#### SUPPLIED INFORMATION

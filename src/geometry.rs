/// Geometric primitives for the annotation editor
///
/// All rectangle math happens in the image's native pixel space.
/// Coordinates are quantized to 1/100 pixel on every commit so that
/// repeated drag edits cannot accumulate floating point error.

/// A point in image pixel space
#[derive(Debug, Clone, Copy, PartialEq, Default)]
pub struct Point {
    pub x: f64,
    pub y: f64,
}

impl Point {
    pub fn new(x: f64, y: f64) -> Self {
        Self { x, y }
    }
}

/// Quantize a coordinate to 1/100 pixel
pub fn quantize(value: f64) -> f64 {
    (value * 100.0).round() / 100.0
}

/// An axis-aligned rectangle: top-left corner plus positive extent
#[derive(Debug, Clone, Copy, PartialEq, Default)]
pub struct Rect {
    pub x: f64,
    pub y: f64,
    pub width: f64,
    pub height: f64,
}

impl Rect {
    /// Create a rectangle, quantizing every field
    pub fn new(x: f64, y: f64, width: f64, height: f64) -> Self {
        Self {
            x: quantize(x),
            y: quantize(y),
            width: quantize(width),
            height: quantize(height),
        }
    }

    /// Build the canonical rectangle spanned by two arbitrary corner points.
    ///
    /// A drag gesture can move in any direction, so the anchor may be any
    /// of the four corners. The result always has the componentwise minimum
    /// as its top-left and a non-negative extent.
    pub fn from_corners(a: Point, b: Point) -> Self {
        Self::new(
            a.x.min(b.x),
            a.y.min(b.y),
            (b.x - a.x).abs(),
            (b.y - a.y).abs(),
        )
    }

    /// Move the rectangle so its top-left sits at the given point
    pub fn at(&self, top_left: Point) -> Self {
        Self::new(top_left.x, top_left.y, self.width, self.height)
    }

    /// A rectangle is valid when it has strictly positive area and
    /// every field is finite. Invalid rectangles are rejected before
    /// they reach the store or the database.
    pub fn is_valid(&self) -> bool {
        self.x.is_finite()
            && self.y.is_finite()
            && self.width.is_finite()
            && self.height.is_finite()
            && self.width > 0.0
            && self.height > 0.0
    }

    /// Axis-aligned bounding box overlap test.
    ///
    /// True only when the projections overlap on both axes with strictly
    /// positive overlap: rectangles that merely share an edge or a corner
    /// do not intersect.
    pub fn intersects(&self, other: &Rect) -> bool {
        self.x < other.x + other.width
            && other.x < self.x + self.width
            && self.y < other.y + other.height
            && other.y < self.y + self.height
    }

    /// Hit test: is the point inside the rectangle (edges inclusive)?
    pub fn contains(&self, p: Point) -> bool {
        p.x >= self.x
            && p.x <= self.x + self.width
            && p.y >= self.y
            && p.y <= self.y + self.height
    }
}

/// Mapping between the display surface and the image's native pixel space.
///
/// The image is scaled uniformly to fit the viewport and centered, so the
/// scale factor is `min(view_w/image_w, view_h/image_h)`. Stored
/// coordinates are always native pixels; the viewport converts both ways.
#[derive(Debug, Clone, Copy)]
pub struct Viewport {
    pub image_w: f64,
    pub image_h: f64,
    pub view_w: f64,
    pub view_h: f64,
}

impl Viewport {
    pub fn new(image_w: f64, image_h: f64, view_w: f64, view_h: f64) -> Self {
        Self {
            image_w,
            image_h,
            view_w,
            view_h,
        }
    }

    /// The uniform fit-to-viewport scale factor
    pub fn scale(&self) -> f64 {
        if self.image_w <= 0.0 || self.image_h <= 0.0 {
            return 1.0;
        }
        (self.view_w / self.image_w).min(self.view_h / self.image_h)
    }

    /// Offset of the scaled image's top-left corner inside the viewport
    pub fn offset(&self) -> (f64, f64) {
        let scale = self.scale();
        (
            (self.view_w - self.image_w * scale) / 2.0,
            (self.view_h - self.image_h * scale) / 2.0,
        )
    }

    /// Convert a display-space point to image pixel space, clamped to the
    /// image extents so gestures that leave the canvas stay well-formed.
    pub fn to_image(&self, display: Point) -> Point {
        let scale = self.scale();
        let (ox, oy) = self.offset();
        Point::new(
            ((display.x - ox) / scale).clamp(0.0, self.image_w),
            ((display.y - oy) / scale).clamp(0.0, self.image_h),
        )
    }

    /// Convert an image-space point back to display space
    pub fn to_display(&self, image: Point) -> Point {
        let scale = self.scale();
        let (ox, oy) = self.offset();
        Point::new(image.x * scale + ox, image.y * scale + oy)
    }

    /// Project a whole rectangle into display space for drawing
    pub fn rect_to_display(&self, rect: &Rect) -> Rect {
        let scale = self.scale();
        let top_left = self.to_display(Point::new(rect.x, rect.y));
        Rect {
            x: top_left.x,
            y: top_left.y,
            width: rect.width * scale,
            height: rect.height * scale,
        }
    }
}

########

## WHAT IS NEEDED
From the lines above, copy those that contain the word "native".

## SOLUTION
/// All rectangle math happens in the image's native pixel space.
/// Mapping between the display surface and the image's native pixel space.
/// coordinates are always native pixels; the viewport converts both ways.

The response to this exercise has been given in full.